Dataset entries
────

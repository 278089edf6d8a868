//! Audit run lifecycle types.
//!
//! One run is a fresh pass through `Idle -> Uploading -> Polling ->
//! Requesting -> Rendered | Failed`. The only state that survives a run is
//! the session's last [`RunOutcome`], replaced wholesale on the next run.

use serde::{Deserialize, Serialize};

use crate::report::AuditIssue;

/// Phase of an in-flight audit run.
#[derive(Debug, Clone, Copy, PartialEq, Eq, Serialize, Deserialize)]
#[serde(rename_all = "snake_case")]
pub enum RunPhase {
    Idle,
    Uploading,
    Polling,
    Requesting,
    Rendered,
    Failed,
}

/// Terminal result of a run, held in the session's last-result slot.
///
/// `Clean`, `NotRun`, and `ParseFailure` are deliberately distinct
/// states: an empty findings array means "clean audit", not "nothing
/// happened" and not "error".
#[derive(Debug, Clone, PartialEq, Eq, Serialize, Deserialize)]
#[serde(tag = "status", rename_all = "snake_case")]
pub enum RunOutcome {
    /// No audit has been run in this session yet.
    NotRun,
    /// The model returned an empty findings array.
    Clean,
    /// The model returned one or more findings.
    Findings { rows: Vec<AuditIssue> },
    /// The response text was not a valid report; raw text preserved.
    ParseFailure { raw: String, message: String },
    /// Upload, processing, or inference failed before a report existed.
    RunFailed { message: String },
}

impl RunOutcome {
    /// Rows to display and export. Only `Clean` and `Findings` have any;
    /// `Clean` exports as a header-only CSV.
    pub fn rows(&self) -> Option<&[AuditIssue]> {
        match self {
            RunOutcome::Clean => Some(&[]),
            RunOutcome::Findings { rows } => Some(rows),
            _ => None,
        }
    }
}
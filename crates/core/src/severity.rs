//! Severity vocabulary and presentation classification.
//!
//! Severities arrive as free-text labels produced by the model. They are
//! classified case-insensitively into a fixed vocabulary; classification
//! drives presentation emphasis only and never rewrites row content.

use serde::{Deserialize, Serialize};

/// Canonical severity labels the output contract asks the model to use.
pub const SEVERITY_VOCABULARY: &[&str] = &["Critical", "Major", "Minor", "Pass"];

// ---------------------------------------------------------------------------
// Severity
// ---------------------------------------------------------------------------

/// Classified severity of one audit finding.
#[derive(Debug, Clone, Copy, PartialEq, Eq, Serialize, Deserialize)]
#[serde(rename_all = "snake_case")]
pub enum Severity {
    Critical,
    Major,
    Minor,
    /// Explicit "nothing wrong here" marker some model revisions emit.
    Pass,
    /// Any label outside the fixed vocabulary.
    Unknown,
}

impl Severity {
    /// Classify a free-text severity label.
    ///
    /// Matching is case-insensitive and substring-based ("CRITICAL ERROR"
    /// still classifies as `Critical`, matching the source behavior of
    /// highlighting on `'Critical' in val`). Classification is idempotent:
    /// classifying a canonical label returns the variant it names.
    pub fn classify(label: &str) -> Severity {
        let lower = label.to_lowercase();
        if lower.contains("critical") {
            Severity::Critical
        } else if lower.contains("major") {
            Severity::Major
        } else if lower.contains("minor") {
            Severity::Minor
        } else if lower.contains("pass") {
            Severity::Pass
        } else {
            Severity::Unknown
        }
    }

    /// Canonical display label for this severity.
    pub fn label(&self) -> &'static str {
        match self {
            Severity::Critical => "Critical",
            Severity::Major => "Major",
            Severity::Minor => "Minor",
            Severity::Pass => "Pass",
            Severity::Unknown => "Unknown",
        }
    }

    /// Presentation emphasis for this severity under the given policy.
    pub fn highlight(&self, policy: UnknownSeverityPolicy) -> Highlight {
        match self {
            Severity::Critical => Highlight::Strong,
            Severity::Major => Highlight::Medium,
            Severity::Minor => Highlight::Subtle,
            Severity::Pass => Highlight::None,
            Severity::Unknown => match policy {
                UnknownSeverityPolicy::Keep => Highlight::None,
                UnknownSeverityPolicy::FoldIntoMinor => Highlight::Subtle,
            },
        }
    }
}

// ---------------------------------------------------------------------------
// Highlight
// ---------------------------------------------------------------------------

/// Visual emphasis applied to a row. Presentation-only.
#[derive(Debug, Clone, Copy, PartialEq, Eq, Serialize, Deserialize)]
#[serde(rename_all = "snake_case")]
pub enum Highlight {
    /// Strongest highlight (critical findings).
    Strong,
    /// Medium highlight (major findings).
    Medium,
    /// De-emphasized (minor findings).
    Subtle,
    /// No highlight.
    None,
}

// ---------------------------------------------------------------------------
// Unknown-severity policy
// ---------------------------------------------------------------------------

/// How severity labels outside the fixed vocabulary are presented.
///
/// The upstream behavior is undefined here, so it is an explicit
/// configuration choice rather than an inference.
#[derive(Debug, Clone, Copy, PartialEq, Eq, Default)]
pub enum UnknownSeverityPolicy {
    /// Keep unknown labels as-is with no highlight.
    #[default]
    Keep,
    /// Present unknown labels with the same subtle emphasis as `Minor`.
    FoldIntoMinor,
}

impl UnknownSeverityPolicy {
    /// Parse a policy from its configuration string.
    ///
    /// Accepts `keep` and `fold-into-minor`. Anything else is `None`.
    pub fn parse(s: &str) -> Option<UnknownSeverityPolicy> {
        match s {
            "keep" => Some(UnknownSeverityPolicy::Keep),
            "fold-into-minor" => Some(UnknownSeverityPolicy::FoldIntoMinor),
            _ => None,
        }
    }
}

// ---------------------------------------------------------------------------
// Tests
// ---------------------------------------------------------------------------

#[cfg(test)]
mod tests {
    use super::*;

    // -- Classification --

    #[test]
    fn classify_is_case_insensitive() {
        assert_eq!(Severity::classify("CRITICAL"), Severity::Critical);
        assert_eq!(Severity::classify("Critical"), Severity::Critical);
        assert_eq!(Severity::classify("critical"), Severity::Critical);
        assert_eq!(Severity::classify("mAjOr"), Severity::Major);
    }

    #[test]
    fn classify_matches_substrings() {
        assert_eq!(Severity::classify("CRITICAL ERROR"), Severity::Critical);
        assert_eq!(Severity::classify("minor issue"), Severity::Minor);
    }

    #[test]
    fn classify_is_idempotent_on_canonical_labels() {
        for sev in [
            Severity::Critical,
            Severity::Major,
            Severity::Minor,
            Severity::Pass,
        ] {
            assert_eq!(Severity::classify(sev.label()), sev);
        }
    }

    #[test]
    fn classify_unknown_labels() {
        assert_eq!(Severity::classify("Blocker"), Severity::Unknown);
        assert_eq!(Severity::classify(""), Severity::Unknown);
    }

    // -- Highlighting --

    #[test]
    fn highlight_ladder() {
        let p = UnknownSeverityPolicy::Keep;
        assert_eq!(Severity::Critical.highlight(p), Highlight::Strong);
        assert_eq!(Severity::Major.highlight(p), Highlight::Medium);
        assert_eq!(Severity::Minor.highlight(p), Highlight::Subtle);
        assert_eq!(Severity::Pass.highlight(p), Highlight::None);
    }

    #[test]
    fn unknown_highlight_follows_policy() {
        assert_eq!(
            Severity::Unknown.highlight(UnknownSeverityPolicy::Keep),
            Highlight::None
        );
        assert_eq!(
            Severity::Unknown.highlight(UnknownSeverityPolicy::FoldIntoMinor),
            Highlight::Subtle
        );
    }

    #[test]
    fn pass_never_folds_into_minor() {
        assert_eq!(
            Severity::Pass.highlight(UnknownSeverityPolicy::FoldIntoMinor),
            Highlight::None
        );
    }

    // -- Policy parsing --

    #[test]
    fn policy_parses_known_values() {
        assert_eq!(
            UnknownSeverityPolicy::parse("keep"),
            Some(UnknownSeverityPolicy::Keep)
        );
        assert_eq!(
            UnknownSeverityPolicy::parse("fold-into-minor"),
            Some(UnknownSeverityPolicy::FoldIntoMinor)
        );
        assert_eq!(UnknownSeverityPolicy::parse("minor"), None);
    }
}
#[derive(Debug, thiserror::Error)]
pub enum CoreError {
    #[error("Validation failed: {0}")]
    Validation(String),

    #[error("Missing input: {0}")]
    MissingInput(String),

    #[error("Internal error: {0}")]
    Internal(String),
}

────

Work item
Where does the string "Validation" appear in the records above? Show every line that holds it.

Your response
    #[error("Validation failed: {0}")]
    Validation(String),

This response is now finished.